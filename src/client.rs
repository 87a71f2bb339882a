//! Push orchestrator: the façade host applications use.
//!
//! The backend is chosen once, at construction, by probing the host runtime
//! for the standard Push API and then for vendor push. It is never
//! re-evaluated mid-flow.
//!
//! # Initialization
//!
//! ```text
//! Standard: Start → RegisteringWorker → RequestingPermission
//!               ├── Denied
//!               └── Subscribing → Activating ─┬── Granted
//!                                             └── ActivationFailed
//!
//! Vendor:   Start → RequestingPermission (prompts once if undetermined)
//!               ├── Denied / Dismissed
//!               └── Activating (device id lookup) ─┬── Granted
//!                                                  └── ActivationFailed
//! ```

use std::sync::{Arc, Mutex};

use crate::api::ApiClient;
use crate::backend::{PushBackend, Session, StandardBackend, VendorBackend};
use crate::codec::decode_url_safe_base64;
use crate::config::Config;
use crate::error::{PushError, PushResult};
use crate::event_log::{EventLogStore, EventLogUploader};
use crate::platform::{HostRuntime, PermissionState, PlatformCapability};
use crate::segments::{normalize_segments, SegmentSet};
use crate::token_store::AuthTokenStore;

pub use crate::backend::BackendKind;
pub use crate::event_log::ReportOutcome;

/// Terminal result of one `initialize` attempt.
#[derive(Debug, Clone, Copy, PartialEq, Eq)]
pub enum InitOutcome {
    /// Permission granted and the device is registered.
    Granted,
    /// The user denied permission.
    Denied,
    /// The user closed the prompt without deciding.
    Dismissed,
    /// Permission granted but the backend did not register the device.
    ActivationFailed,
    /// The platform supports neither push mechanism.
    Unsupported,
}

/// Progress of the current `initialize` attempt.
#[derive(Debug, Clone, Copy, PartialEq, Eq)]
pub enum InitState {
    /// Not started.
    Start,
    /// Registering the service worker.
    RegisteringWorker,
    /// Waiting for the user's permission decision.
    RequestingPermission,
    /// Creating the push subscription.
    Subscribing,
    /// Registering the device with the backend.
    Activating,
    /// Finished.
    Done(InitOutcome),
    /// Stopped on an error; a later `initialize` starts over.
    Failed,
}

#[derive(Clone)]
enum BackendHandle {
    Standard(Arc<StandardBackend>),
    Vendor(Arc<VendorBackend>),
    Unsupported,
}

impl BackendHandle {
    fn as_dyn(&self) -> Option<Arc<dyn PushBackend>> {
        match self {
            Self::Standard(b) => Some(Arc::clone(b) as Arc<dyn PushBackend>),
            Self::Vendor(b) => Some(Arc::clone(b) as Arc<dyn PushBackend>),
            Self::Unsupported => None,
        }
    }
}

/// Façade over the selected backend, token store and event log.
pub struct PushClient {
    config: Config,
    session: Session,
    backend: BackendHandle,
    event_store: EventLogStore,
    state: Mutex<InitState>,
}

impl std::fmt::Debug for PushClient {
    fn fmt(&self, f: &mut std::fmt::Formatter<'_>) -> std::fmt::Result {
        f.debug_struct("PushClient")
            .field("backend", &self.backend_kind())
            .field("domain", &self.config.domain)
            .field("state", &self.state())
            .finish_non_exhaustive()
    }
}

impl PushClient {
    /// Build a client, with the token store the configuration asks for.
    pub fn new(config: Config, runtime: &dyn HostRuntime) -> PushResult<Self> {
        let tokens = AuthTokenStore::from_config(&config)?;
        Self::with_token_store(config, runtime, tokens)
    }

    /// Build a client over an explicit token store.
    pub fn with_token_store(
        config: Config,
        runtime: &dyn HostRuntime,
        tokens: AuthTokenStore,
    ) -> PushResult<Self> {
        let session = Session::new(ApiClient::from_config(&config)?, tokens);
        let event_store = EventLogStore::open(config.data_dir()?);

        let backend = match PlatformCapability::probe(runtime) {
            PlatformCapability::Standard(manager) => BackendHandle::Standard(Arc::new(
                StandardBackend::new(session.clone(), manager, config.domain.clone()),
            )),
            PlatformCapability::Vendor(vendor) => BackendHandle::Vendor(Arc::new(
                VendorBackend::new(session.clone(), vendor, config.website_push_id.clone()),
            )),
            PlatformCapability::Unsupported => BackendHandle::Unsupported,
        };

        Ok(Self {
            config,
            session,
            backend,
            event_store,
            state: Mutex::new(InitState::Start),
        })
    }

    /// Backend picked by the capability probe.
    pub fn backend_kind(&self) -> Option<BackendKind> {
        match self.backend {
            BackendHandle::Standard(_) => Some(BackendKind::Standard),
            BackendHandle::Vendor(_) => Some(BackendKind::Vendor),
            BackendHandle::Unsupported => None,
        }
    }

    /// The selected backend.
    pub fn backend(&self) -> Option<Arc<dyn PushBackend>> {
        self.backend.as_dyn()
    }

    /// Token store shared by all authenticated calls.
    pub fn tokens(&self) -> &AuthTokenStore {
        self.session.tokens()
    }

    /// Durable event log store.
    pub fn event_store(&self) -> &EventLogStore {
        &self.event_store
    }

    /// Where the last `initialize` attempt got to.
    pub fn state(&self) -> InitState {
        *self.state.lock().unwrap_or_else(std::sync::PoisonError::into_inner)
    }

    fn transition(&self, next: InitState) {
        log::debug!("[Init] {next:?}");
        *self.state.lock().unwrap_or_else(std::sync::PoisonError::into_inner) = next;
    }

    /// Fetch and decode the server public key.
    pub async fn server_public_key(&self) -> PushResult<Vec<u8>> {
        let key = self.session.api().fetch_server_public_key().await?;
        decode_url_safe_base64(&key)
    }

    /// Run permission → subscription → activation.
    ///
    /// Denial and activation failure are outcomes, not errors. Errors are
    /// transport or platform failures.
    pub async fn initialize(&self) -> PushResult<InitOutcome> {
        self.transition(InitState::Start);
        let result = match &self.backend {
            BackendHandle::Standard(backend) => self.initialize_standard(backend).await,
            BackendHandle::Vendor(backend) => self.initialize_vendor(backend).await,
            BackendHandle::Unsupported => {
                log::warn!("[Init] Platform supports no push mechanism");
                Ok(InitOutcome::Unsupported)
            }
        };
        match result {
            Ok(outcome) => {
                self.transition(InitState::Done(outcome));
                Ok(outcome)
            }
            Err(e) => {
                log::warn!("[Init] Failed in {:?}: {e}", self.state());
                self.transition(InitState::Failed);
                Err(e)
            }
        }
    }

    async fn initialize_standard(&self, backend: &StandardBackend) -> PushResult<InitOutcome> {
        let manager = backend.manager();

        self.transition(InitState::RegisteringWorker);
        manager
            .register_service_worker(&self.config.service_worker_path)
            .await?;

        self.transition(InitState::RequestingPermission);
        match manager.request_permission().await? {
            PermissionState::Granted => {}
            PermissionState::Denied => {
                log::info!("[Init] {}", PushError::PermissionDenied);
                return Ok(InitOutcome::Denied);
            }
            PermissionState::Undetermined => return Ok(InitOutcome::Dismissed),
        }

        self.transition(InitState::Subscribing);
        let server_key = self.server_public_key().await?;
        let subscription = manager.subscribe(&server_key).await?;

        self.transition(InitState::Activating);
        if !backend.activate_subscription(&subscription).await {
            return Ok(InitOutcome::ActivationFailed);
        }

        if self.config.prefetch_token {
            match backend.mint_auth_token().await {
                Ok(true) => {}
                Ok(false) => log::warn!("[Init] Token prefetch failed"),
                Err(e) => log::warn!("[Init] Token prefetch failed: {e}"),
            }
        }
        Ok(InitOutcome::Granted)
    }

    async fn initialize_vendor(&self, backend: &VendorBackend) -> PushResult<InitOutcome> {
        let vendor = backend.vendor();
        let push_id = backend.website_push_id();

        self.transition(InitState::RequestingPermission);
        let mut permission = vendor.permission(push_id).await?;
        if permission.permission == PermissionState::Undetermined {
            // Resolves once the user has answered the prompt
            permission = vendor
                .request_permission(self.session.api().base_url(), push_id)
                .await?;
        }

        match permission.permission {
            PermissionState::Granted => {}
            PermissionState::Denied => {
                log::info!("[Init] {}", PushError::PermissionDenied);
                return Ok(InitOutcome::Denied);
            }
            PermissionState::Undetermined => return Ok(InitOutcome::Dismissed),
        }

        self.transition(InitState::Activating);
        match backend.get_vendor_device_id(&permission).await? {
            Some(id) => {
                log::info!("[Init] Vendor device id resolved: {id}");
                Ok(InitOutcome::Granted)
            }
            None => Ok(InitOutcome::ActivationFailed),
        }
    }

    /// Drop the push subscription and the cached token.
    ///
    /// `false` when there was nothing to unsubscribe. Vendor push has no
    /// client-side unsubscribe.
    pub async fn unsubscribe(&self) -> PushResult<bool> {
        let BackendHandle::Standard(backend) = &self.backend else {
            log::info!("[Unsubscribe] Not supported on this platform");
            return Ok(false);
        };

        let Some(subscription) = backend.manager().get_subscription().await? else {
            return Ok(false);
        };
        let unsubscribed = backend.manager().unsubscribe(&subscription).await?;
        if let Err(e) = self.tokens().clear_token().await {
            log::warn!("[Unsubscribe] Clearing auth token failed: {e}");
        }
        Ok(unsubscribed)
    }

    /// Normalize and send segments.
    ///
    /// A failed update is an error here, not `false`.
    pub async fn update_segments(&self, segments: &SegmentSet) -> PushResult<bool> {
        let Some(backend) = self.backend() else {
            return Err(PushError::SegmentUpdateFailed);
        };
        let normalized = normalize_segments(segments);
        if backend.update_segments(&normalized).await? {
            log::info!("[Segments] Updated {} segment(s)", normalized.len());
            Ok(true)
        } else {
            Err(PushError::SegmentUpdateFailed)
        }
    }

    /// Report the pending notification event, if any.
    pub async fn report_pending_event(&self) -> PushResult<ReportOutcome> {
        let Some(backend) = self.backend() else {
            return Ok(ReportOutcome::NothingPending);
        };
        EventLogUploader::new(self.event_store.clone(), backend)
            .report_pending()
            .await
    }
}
--
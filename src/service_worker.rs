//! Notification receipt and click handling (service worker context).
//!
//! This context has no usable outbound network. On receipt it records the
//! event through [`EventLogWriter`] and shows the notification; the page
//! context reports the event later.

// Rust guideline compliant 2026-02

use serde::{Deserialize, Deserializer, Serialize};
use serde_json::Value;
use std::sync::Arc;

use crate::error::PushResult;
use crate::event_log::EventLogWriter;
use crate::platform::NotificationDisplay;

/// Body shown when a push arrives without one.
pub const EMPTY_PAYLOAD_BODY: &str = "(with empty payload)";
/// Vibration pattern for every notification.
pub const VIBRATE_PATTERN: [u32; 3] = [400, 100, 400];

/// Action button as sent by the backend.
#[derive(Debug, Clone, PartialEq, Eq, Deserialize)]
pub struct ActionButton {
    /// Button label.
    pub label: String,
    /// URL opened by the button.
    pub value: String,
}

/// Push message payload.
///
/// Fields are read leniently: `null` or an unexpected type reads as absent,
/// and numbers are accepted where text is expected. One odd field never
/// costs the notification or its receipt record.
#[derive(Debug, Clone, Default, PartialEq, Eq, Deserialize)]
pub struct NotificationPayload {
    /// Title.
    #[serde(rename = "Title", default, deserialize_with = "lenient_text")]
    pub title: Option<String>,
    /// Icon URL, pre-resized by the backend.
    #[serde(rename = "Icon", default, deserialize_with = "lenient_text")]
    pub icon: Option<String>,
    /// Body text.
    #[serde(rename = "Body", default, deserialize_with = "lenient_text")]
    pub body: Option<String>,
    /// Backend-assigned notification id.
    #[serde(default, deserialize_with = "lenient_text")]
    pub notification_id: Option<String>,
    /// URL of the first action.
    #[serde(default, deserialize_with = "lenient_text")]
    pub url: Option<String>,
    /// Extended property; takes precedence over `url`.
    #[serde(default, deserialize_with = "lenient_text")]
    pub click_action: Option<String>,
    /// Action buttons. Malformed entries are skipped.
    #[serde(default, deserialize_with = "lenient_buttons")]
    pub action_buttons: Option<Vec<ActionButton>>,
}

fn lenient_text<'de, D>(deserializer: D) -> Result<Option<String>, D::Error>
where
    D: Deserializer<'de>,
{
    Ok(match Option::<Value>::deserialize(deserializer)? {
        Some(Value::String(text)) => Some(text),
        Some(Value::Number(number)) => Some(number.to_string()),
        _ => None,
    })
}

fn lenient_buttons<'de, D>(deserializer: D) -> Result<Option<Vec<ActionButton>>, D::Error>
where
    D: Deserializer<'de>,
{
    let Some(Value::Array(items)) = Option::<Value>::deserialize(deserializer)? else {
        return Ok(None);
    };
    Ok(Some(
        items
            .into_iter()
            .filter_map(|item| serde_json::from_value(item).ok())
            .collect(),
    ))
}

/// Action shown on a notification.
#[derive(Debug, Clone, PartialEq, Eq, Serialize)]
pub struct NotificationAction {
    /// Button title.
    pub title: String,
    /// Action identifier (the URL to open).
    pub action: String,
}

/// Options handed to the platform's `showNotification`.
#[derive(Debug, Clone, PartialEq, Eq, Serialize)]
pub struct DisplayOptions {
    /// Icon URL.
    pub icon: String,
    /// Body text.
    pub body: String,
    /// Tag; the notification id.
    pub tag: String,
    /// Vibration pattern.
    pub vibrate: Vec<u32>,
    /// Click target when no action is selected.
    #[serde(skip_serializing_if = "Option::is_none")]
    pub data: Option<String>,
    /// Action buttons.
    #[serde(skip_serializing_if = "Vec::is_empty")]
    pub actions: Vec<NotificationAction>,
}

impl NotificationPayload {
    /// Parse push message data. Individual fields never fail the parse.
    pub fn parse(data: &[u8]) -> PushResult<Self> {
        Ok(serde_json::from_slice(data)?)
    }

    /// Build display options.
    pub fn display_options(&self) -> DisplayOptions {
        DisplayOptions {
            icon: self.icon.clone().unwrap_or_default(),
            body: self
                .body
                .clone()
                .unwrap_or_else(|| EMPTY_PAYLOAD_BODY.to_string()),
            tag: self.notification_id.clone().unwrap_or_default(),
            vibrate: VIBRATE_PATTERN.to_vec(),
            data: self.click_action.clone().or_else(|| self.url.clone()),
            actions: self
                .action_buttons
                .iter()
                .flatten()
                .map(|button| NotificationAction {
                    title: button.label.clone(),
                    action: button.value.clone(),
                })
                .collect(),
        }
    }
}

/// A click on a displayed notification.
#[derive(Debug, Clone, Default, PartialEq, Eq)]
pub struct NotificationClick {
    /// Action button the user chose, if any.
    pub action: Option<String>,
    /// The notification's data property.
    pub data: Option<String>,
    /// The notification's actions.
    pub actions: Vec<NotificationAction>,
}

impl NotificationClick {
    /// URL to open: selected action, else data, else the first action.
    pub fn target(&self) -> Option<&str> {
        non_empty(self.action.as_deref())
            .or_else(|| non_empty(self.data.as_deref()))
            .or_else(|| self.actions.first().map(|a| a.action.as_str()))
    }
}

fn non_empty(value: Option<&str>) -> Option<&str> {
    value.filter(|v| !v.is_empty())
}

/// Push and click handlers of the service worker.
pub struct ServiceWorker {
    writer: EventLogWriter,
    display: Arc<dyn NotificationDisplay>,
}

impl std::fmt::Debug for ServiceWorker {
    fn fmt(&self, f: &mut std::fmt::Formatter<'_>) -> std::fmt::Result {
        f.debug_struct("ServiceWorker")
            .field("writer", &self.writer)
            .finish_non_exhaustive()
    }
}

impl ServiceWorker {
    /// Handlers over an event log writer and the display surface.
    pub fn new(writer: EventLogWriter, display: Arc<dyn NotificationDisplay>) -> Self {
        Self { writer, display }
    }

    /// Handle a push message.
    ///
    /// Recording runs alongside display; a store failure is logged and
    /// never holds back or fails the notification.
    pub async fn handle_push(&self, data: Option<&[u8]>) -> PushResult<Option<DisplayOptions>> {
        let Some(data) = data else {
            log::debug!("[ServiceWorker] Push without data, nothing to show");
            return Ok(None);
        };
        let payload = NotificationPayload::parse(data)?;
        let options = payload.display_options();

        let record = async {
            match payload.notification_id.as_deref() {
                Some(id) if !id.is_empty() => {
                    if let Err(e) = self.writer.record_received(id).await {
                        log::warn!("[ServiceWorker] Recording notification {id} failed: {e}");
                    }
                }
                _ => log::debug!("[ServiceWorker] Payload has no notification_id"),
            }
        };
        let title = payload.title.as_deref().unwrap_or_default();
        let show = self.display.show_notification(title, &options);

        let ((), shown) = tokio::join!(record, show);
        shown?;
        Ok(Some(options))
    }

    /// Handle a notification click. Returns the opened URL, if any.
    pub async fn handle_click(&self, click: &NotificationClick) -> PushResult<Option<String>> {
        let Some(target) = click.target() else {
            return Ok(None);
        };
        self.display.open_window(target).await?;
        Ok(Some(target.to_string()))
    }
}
* * *
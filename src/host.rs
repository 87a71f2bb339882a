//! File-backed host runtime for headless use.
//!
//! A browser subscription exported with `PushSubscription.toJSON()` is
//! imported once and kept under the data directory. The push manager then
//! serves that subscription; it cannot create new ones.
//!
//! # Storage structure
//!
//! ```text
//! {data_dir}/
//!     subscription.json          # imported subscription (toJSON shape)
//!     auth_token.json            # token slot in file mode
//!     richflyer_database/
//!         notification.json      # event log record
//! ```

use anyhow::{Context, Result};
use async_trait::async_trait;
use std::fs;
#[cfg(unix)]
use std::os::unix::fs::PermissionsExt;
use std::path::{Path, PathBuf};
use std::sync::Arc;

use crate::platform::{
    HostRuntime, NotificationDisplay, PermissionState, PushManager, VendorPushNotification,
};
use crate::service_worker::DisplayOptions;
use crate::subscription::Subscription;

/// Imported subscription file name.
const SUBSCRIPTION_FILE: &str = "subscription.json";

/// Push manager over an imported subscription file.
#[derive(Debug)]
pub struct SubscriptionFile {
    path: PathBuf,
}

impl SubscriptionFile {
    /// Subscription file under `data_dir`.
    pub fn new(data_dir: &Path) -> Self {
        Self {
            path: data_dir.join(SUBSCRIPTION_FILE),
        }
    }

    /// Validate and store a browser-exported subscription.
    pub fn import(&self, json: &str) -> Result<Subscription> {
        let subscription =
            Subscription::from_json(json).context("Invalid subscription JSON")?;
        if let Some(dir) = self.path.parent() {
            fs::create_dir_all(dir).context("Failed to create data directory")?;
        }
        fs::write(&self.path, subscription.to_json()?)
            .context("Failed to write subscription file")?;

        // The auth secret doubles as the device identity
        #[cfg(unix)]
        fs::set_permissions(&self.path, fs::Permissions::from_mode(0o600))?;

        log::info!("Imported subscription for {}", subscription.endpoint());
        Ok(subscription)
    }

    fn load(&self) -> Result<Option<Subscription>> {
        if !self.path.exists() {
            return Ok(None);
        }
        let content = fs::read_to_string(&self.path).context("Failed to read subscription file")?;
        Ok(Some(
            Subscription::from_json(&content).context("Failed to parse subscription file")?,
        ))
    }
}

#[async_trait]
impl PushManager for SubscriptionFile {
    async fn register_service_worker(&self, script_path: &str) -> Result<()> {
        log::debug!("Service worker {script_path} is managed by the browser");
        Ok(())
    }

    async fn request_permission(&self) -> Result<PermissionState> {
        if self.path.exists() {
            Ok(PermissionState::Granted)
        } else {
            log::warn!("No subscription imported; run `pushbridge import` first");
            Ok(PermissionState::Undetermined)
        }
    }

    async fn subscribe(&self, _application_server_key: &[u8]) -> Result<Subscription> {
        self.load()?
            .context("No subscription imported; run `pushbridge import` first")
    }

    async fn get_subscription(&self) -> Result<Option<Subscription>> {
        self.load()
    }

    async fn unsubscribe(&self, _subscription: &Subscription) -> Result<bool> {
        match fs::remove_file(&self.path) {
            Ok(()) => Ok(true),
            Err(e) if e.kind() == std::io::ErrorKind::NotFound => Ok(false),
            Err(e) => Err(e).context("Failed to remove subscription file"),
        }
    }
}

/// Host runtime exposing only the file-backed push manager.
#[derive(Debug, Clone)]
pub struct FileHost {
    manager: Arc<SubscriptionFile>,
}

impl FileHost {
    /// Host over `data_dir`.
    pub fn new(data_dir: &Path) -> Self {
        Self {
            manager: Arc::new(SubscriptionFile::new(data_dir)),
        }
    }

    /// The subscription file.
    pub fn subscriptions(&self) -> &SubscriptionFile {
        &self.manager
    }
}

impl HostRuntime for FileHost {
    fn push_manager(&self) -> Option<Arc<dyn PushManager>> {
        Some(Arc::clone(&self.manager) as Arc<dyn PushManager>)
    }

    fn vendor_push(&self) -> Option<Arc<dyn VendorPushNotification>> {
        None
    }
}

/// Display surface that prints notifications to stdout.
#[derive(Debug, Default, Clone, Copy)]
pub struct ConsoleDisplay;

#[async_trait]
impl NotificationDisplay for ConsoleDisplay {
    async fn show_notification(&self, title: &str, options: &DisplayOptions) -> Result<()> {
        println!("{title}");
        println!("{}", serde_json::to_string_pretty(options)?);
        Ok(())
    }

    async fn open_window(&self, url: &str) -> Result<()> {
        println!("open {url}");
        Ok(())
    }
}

__Exercise objective__.
Find each line in the records holding the string "that" and show it.

__Exercise solution__.
//! serves that subscription; it cannot create new ones.
/// Display surface that prints notifications to stdout.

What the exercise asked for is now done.